In 1886, Townsend contracted and oversaw the building of the Marshall County Courthouse (Iowa) and the court house at Council Bluffs and built a hotel at Sioux City. That same year he also added another story to the Sioux City Journal building in Sioux City. In 1898, he contracted with Cutting & Willett and K of P Lodge at Oto, Woodbury county, Iowa to build a two story brick building with the lodge taking the top floor.
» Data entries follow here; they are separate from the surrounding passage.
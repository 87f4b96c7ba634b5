use anyhow::{Context, Result};
use clap::{Args, Parser, Subcommand};
use std::path::{Path, PathBuf};
use wickwise_core::{sweep, SimulationBuilder, SimulationEngine};
use wickwise_schemas::{
    environment::StorageAge, material::ComponentCategory, particle::ParticleType, sample::SampleType,
};
use workflow::{DesignSource, SweepAxis};

mod config;
mod export;
mod plotting;
mod workflow;

#[derive(Parser)]
#[command(name = "wickwise", version)]
#[command(about = "Parametric lateral-flow-assay strip designer", long_about = None)]
struct Cli {
    /// Directory of YAML material files layered over the built-in library
    #[arg(long, global = true)]
    library: Option<PathBuf>,

    /// Base directory for run artifacts
    #[arg(long, global = true, default_value = "./runs")]
    out_dir: PathBuf,

    #[command(subcommand)]
    command: Commands,
}

#[derive(Args, Debug, Clone)]
struct DesignArgs {
    /// Design request (YAML/JSON) or exported JSON snapshot
    #[arg(long, conflicts_with = "template")]
    design: Option<PathBuf>,
    /// Start from a validated template (see `wickwise templates`)
    #[arg(long)]
    template: Option<String>,
    /// Sample matrix, e.g. water, urine, saliva, serum, plasma, blood
    #[arg(long)]
    sample: Option<SampleType>,
    /// Particle label, e.g. gold-nano, latex-beads, quantum-dots
    #[arg(long)]
    particle: Option<ParticleType>,
    /// Particle diameter (nm)
    #[arg(long)]
    size: Option<f64>,
    #[arg(long)]
    ph: Option<f64>,
    /// Sample viscosity (cP)
    #[arg(long)]
    viscosity: Option<f64>,
    /// Run temperature (°C)
    #[arg(long, allow_negative_numbers = true)]
    temperature: Option<f64>,
    /// Relative humidity (%)
    #[arg(long)]
    humidity: Option<f64>,
    /// Storage age: fresh, week, month or year
    #[arg(long)]
    storage: Option<StorageAge>,
}

impl From<DesignArgs> for DesignSource {
    fn from(args: DesignArgs) -> Self {
        DesignSource {
            design_file: args.design,
            template: args.template,
            sample: args.sample,
            particle: args.particle,
            particle_size_nm: args.size,
            ph: args.ph,
            viscosity_cp: args.viscosity,
            temperature_c: args.temperature,
            humidity_pct: args.humidity,
            storage: args.storage,
        }
    }
}

#[derive(Subcommand)]
enum Commands {
    /// Compute flow, performance and cost for a design
    Simulate {
        #[command(flatten)]
        design: DesignArgs,
        /// Also print the results as JSON
        #[arg(long)]
        json: bool,
    },
    /// List the validated templates with predicted performance
    Templates,
    /// List library materials
    Materials {
        #[arg(long)]
        category: Option<ComponentCategory>,
    },
    /// Compatibility analysis between components, sample and environment
    Compat {
        #[command(flatten)]
        design: DesignArgs,
    },
    /// Apply the rule-based optimizer and report the improvement
    Optimize {
        #[command(flatten)]
        design: DesignArgs,
    },
    /// What-if sweep over temperature, humidity or named presets
    Sweep {
        #[command(flatten)]
        design: DesignArgs,
        #[arg(long, value_enum, default_value = "temperature")]
        axis: SweepAxis,
        #[arg(long, allow_negative_numbers = true)]
        from: Option<f64>,
        #[arg(long, allow_negative_numbers = true)]
        to: Option<f64>,
        #[arg(long, default_value_t = 9)]
        steps: usize,
    },
    /// Write a JSON snapshot, CSV summary and compatibility report
    Export {
        #[command(flatten)]
        design: DesignArgs,
    },
}

fn build_engine(library: Option<&Path>) -> Result<SimulationEngine> {
    let mut builder = SimulationBuilder::new();
    if let Some(dir) = library {
        let library = config::Library::load(dir)?;
        builder = builder.with_materials(library.materials);
    }
    builder.build().context("Failed to build the simulation engine")
}

fn sweep_values(axis: SweepAxis, from: Option<f64>, to: Option<f64>, steps: usize) -> Result<Vec<f64>> {
    let (default_from, default_to) = match axis {
        SweepAxis::Temperature => (15.0, 35.0),
        SweepAxis::Humidity => (10.0, 90.0),
        SweepAxis::Presets => return Ok(Vec::new()),
    };
    Ok(sweep::linspace(
        from.unwrap_or(default_from),
        to.unwrap_or(default_to),
        steps,
    )?)
}

fn main() -> Result<()> {
    env_logger::init();
    let cli = Cli::parse();

    println!("--- WickWise LFA Designer ---");
    let engine = build_engine(cli.library.as_deref())?;

    match cli.command {
        Commands::Simulate { design, json } => {
            let design = workflow::resolve_design(&engine, &design.into())?;
            let output = workflow::run_simulation(&engine, &design)?;
            if json {
                println!("\n{}", serde_json::to_string_pretty(&output)?);
            }
        }
        Commands::Templates => workflow::print_templates(&engine)?,
        Commands::Materials { category } => workflow::print_materials(&engine, category),
        Commands::Compat { design } => {
            let design = workflow::resolve_design(&engine, &design.into())?;
            workflow::print_design(&design);
            workflow::run_compatibility(&engine, &design)?;
        }
        Commands::Optimize { design } => {
            let design = workflow::resolve_design(&engine, &design.into())?;
            let output_dir = export::create_run_dir(&cli.out_dir, "optimize")?;
            workflow::print_design(&design);
            workflow::run_optimization(&engine, &design, &output_dir)?;
            println!("\nOptimization complete. Results are in '{}'", output_dir.display());
        }
        Commands::Sweep {
            design,
            axis,
            from,
            to,
            steps,
        } => {
            let design = workflow::resolve_design(&engine, &design.into())?;
            let values = sweep_values(axis, from, to, steps)?;
            let output_dir = export::create_run_dir(&cli.out_dir, "sweep")?;
            workflow::run_sweep(&engine, &design, axis, &values, &output_dir)?;
            println!("\nSweep complete. Results are in '{}'", output_dir.display());
        }
        Commands::Export { design } => {
            let design = workflow::resolve_design(&engine, &design.into())?;
            let output_dir = export::create_run_dir(&cli.out_dir, "export")?;
            workflow::run_export(&engine, &design, &output_dir)?;
        }
    }

    Ok(())
}

#[cfg(test)]
mod tests {
    use super::*;
    use clap::CommandFactory;

    #[test]
    fn cli_definition_is_consistent() {
        Cli::command().debug_assert();
    }

    #[test]
    fn parses_sweep_with_overrides() {
        let cli = Cli::try_parse_from([
            "wickwise", "sweep", "--axis", "humidity", "--sample", "blood", "--storage", "month", "--steps", "5",
        ])
        .unwrap();
        match cli.command {
            Commands::Sweep { design, axis, steps, .. } => {
                assert_eq!(axis, SweepAxis::Humidity);
                assert_eq!(steps, 5);
                assert_eq!(design.sample, Some(SampleType::Blood));
                assert_eq!(design.storage, Some(StorageAge::Month));
            }
            _ => panic!("expected sweep"),
        }
    }

    #[test]
    fn default_sweep_ranges() {
        assert_eq!(sweep_values(SweepAxis::Temperature, None, None, 5).unwrap(), vec![15.0, 20.0, 25.0, 30.0, 35.0]);
        assert!(sweep_values(SweepAxis::Presets, None, None, 0).unwrap().is_empty());
    }

    #[test]
    fn overrides_apply_on_top_of_template() {
        let engine = SimulationEngine::default();
        let source = DesignSource {
            template: Some("pregnancy_hcg".to_string()),
            temperature_c: Some(30.0),
            ..DesignSource::default()
        };
        let design = workflow::resolve_design(&engine, &source).unwrap();
        assert_eq!(design.environment.temperature_c, 30.0);
        assert_eq!(design.sample.sample_type, SampleType::Urine);
    }
}
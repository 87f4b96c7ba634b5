//! Validated template designs based on published and commercial devices.

use wickwise_schemas::{
    design::{ComponentSelection, PerformanceTargets, SensitivityTarget},
    environment::EnvironmentSpec,
    file_formats::{DesignRequest, ParticleRequest, SampleRequest},
    particle::{Concentration, ParticleType},
    sample::SampleType,
    template::TemplatePerformance,
};

/// A template before its design request is resolved against the library.
pub(crate) struct TemplateSeed {
    pub id: &'static str,
    pub name: &'static str,
    pub reference: &'static str,
    pub request: DesignRequest,
    pub performance: TemplatePerformance,
    pub clinical_sensitivity: f64,
    pub clinical_specificity: f64,
}

fn components(sample_pad: &str, conjugate_pad: &str, membrane: &str, absorbent_pad: &str) -> ComponentSelection {
    ComponentSelection {
        sample_pad: Some(sample_pad.to_string()),
        conjugate_pad: Some(conjugate_pad.to_string()),
        membrane: Some(membrane.to_string()),
        absorbent_pad: Some(absorbent_pad.to_string()),
    }
}

fn request(
    components: ComponentSelection,
    particle_type: ParticleType,
    size_nm: f64,
    concentration: Concentration,
    sample_type: SampleType,
    ph: f64,
    sensitivity: SensitivityTarget,
) -> DesignRequest {
    DesignRequest {
        components,
        particle: ParticleRequest {
            particle_type,
            size_nm: Some(size_nm),
            concentration: Some(concentration),
        },
        sample: SampleRequest {
            sample_type,
            ph: Some(ph),
            viscosity_cp: None,
            surface_tension_mn_m: None,
        },
        environment: EnvironmentSpec::default(),
        targets: PerformanceTargets {
            sensitivity,
            ..PerformanceTargets::default()
        },
    }
}

pub(crate) fn builtin_templates() -> Vec<TemplateSeed> {
    vec![
        TemplateSeed {
            id: "covid_antigen",
            name: "COVID-19 Antigen Test",
            reference: "Based on FDA EUA commercial rapid antigen tests",
            request: request(
                components("glass-fiber-high-flow", "synthetic-pad", "hi-flow-plus-90", "cellulose-high-capacity"),
                ParticleType::GoldNano,
                40.0,
                Concentration::High,
                SampleType::Saliva,
                7.0,
                SensitivityTarget::High,
            ),
            performance: TemplatePerformance {
                flow_time_min: 8.0,
                lod: 50.0,
                lod_unit: "ng/mL".to_string(),
            },
            clinical_sensitivity: 0.92,
            clinical_specificity: 0.99,
        },
        TemplateSeed {
            id: "pregnancy_hcg",
            name: "Pregnancy Test (hCG)",
            reference: "Based on commercial pregnancy tests",
            request: request(
                components("glass-fiber-standard", "glass-fiber", "hi-flow-plus-120", "cellulose-standard"),
                ParticleType::GoldNano,
                40.0,
                Concentration::Medium,
                SampleType::Urine,
                6.2,
                SensitivityTarget::High,
            ),
            performance: TemplatePerformance {
                flow_time_min: 10.0,
                lod: 25.0,
                lod_unit: "mIU/mL".to_string(),
            },
            clinical_sensitivity: 0.99,
            clinical_specificity: 0.99,
        },
        TemplateSeed {
            id: "troponin_i",
            name: "Cardiac Troponin I Test",
            reference: "Based on cardiac biomarker literature",
            request: request(
                components("glass-fiber-high-flow", "synthetic-pad", "unisart-cnn-95", "cellulose-high-capacity"),
                ParticleType::Fluorescent,
                100.0,
                Concentration::High,
                SampleType::Blood,
                7.4,
                SensitivityTarget::Maximum,
            ),
            performance: TemplatePerformance {
                flow_time_min: 12.0,
                lod: 0.1,
                lod_unit: "ng/mL".to_string(),
            },
            clinical_sensitivity: 0.95,
            clinical_specificity: 0.98,
        },
    ]
}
He also owned several general mercantile stores including one at Melrose, Iowa and another one at Granville, Iowa. He also owned and operated a mercantile establishment at Edgerton, Minnesota.

In the 1890s, Townsend owned the ACME Real Estate and Exchange Co., of Cherokee, Iowa.

He also managed the Cherokee Brick and Tile Works in the 1890s after his partner John M. Starbuck left for the Klondike Gold Rush. They supplied over 10,000,000 bricks for the Cherokee Mental Health Institute Insane Asylum.

== Personal life==
Townsend married Mary Ellen Brown on April 14, 1868 and they were the parents of Glenn Eli Townsend, Clara Ellen Townsend, Charles Willis Townsend, Perry Townsend, Archie Townsend, Royal Wood Townsend, Mary Edna (Townsend) Adsit, and Elma Townsend. Townsend married Sarah Maggie (Ellis) Cooper on February 14, 1882 and they were the parents of Helene (Townsend) Smith and David Waldo Townsend. Townsend married Mary Ann Bunford in 1906.

He died in Wichita, Kansas on March 8, 1912.

Townsend's grandson David W. Townsend was an Art Director for Metro-Goldwyn-Mayer Studios in the 1930s.